We will carry out a study of seeds, fruits and possible remains of food in at least 60 peninsular medieval sites, with a chronology between the s. VI and art. XI AD which allows us to see the plant species that are cultivated, or collected, and new additions throughout the Islamic period. This, in turn, will give us information on the management of the different production spaces: cultivated fields, orchards, forests, uncultivated spaces, etc. A significant aspect is represented by the study of the forms of storage at the time —silos, granaries, etc.— and, in particular, of the so-called granary caves linked to the Islamic world in which the preservation of plant remains is excellent. .

What technology do they use to bombard these ancient remains?

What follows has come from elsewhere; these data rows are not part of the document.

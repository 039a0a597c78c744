//! Obstacle spawning along the slope
//!
//! Obstacles are planted on the ground ahead of the player at random spacing,
//! tilted to the local slope, and removed once they are far behind the camera.
//! Ramp zones are kept clear so a kicker never launches the player into a tree.

use glam::Vec2;
use rand::Rng;
use serde::{Deserialize, Serialize};

use super::collision::Aabb;
use super::state::SimRng;
use super::terrain::TerrainGenerator;
use crate::tuning::ObstacleTuning;

/// Obstacle types
#[derive(Debug, Clone, Copy, PartialEq, Eq, Serialize, Deserialize)]
pub enum ObstacleKind {
    Rock,
    Tree,
    Stump,
}

impl ObstacleKind {
    pub const ALL: [ObstacleKind; 3] = [ObstacleKind::Rock, ObstacleKind::Tree, ObstacleKind::Stump];

    /// Unscaled sprite size (width, height)
    pub fn sprite_size(&self) -> Vec2 {
        match self {
            ObstacleKind::Rock => Vec2::new(64.0, 48.0),
            ObstacleKind::Tree => Vec2::new(96.0, 160.0),
            ObstacleKind::Stump => Vec2::new(48.0, 40.0),
        }
    }

    /// Scale applied to the sprite when placed in the world
    pub fn base_scale(&self) -> f32 {
        match self {
            ObstacleKind::Rock => 0.6,
            ObstacleKind::Tree => 0.5,
            ObstacleKind::Stump => 0.7,
        }
    }

    /// Fraction of the visual bounds that actually collides (width, height)
    pub fn hitbox_ratio(&self) -> Vec2 {
        match self {
            // Rocks are mostly solid
            ObstacleKind::Rock => Vec2::new(0.8, 0.7),
            // Only the trunk and lower branches
            ObstacleKind::Tree => Vec2::new(0.35, 0.8),
            ObstacleKind::Stump => Vec2::new(0.75, 0.6),
        }
    }
}

/// An obstacle entity
#[derive(Debug, Clone, Serialize, Deserialize)]
pub struct Obstacle {
    pub id: u32,
    pub kind: ObstacleKind,
    pub x: f32,
    /// Ground height the obstacle stands on
    pub ground_y: f32,
    /// Tilt matching the local slope (degrees)
    pub rotation: f32,
    /// Scaled visual size
    pub size: Vec2,
    pub hitbox: Aabb,
}

impl Obstacle {
    /// Plant an obstacle of `kind` on the terrain at `x`
    pub fn planted(id: u32, kind: ObstacleKind, x: f32, terrain: &TerrainGenerator) -> Self {
        let ground_y = terrain.height_at(x);
        let size = kind.sprite_size() * kind.base_scale();
        let hitbox = Aabb::from_bottom_center(Vec2::new(x, ground_y), size * kind.hitbox_ratio());
        Self {
            id,
            kind,
            x,
            ground_y,
            rotation: terrain.slope_angle_at(x),
            size,
            hitbox,
        }
    }
}

/// Places obstacles ahead of the player
#[derive(Debug, Clone)]
pub struct ObstacleSpawner {
    pub tuning: ObstacleTuning,
    /// Live obstacles, oldest (leftmost) first
    pub obstacles: Vec<Obstacle>,
    /// x of the most recent spawn attempt
    pub frontier: f32,
    /// Attempts dropped because they fell on a ramp
    pub skipped: u32,
    next_id: u32,
    rng: SimRng,
}

impl ObstacleSpawner {
    pub fn new(tuning: ObstacleTuning, start_x: f32, rng: SimRng) -> Self {
        let frontier = start_x + tuning.first_offset;
        Self {
            tuning,
            obstacles: Vec::new(),
            frontier,
            skipped: 0,
            next_id: 1,
            rng,
        }
    }

    /// Terrain must be generated up to here before `update` so every ramp the
    /// next spawn could touch already exists
    pub fn required_coverage(&self) -> f32 {
        self.frontier + self.tuning.max_distance + self.tuning.ramp_buffer
    }

    /// Despawn obstacles far behind `camera_x` and make one spawn attempt if
    /// the frontier is inside the forward window
    pub fn update(&mut self, camera_x: f32, terrain: &TerrainGenerator) {
        let cutoff = camera_x - self.tuning.despawn_margin;
        self.obstacles.retain(|o| o.x >= cutoff);

        if self.frontier < camera_x + self.tuning.spawn_lookahead {
            self.spawn_next(terrain);
        }
    }

    fn spawn_next(&mut self, terrain: &TerrainGenerator) {
        let spacing = if self.tuning.max_distance > self.tuning.min_distance {
            self.rng
                .random_range(self.tuning.min_distance..=self.tuning.max_distance)
        } else {
            self.tuning.min_distance
        };
        self.frontier += spacing;
        let kind = ObstacleKind::ALL[self.rng.random_range(0..ObstacleKind::ALL.len())];

        if terrain.in_ramp_zone(self.frontier, self.tuning.ramp_buffer) {
            self.skipped += 1;
            return;
        }

        let id = self.next_id;
        self.next_id += 1;
        self.obstacles
            .push(Obstacle::planted(id, kind, self.frontier, terrain));
    }

    /// First obstacle whose hitbox overlaps `hitbox`
    pub fn first_hit(&self, hitbox: &Aabb) -> Option<&Obstacle> {
        self.obstacles.iter().find(|o| o.hitbox.overlaps(hitbox))
    }
}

In addition to archaeobotany, we will use molecular techniques – analysis of isotopes or ancient DNA – to study questions related to the practice of irrigation or fertilization of crops (isotopes) and written texts. The team is multidisciplinary, with the participation of researchers from CSIC and various universities in the Basque Country, Lleida, Valencia, Oviedo and the Algarve.

He already has experience with ERC projects, as a previous study he funded focused on the origins of agriculture in the Mediterranean. What fruits did this journey in the past between the south of Spain and Africa bear?

In this work I was the main researcher and we studied such a fascinating subject as the origin of agriculture in the Iberian Peninsula and North Africa. It was a project that included different European and Spanish institutions and we approached the subject from different angles. We have succeeded in significantly advancing the knowledge of the beginnings of agricultural practices. We identify the species concerned, the agricultural technology used, and we place the peninsula and North Africa on the map of the countries where it is possible to approach this subject.

He also co-directed a macro-project on agriculture and innovation. What was it like participating in this work?

It was a very interesting project, in which I was co-director with a researcher from the French CNRS. We bring together here a very large group of European researchers and we approach the study of pre-industrial agriculture according to three axes: crops, techniques and agricultural landscapes from prehistory to the present day, based on case studies. It was very interesting because it allowed us to closely explore the permanence of very archaic agricultural systems, techniques and practices until the s. XX, both in Europe and on other continents.

Coming back to the present, how important is it to recover agricultural species that are on the verge of extinction?

I have worked a lot on the documentation of very old agricultural species which are still cultivated in a very minority way in our fields. Getting to know firsthand, from the actual farmers who maintained them, their stories, their management methods, their use, and all the knowledge associated with them, was a real privilege. This ancient knowledge, which inevitably disappears when farmers stop planting certain species because their use no longer makes sense in their economy, constitutes an immeasurable source of knowledge on the species themselves, on their adaptation to certain territories or ecosystems. , or their resistance to pests among others. . They are also a genetic resource of interest for more sustainable agriculture.

And those who have already disappeared?

In many cases, these species are kept in germplasm banks, but ancient knowledge is less protected.

How do you assess that in the Spanish ERCs the majority of the people leading these projects are women?

I think it’s a great result. In the case of the CSIC, the four successful researchers are women. I think it’s good news to see how our participation has gradually increased, as well as the success rate of projects led by scientists. A success worth celebrating!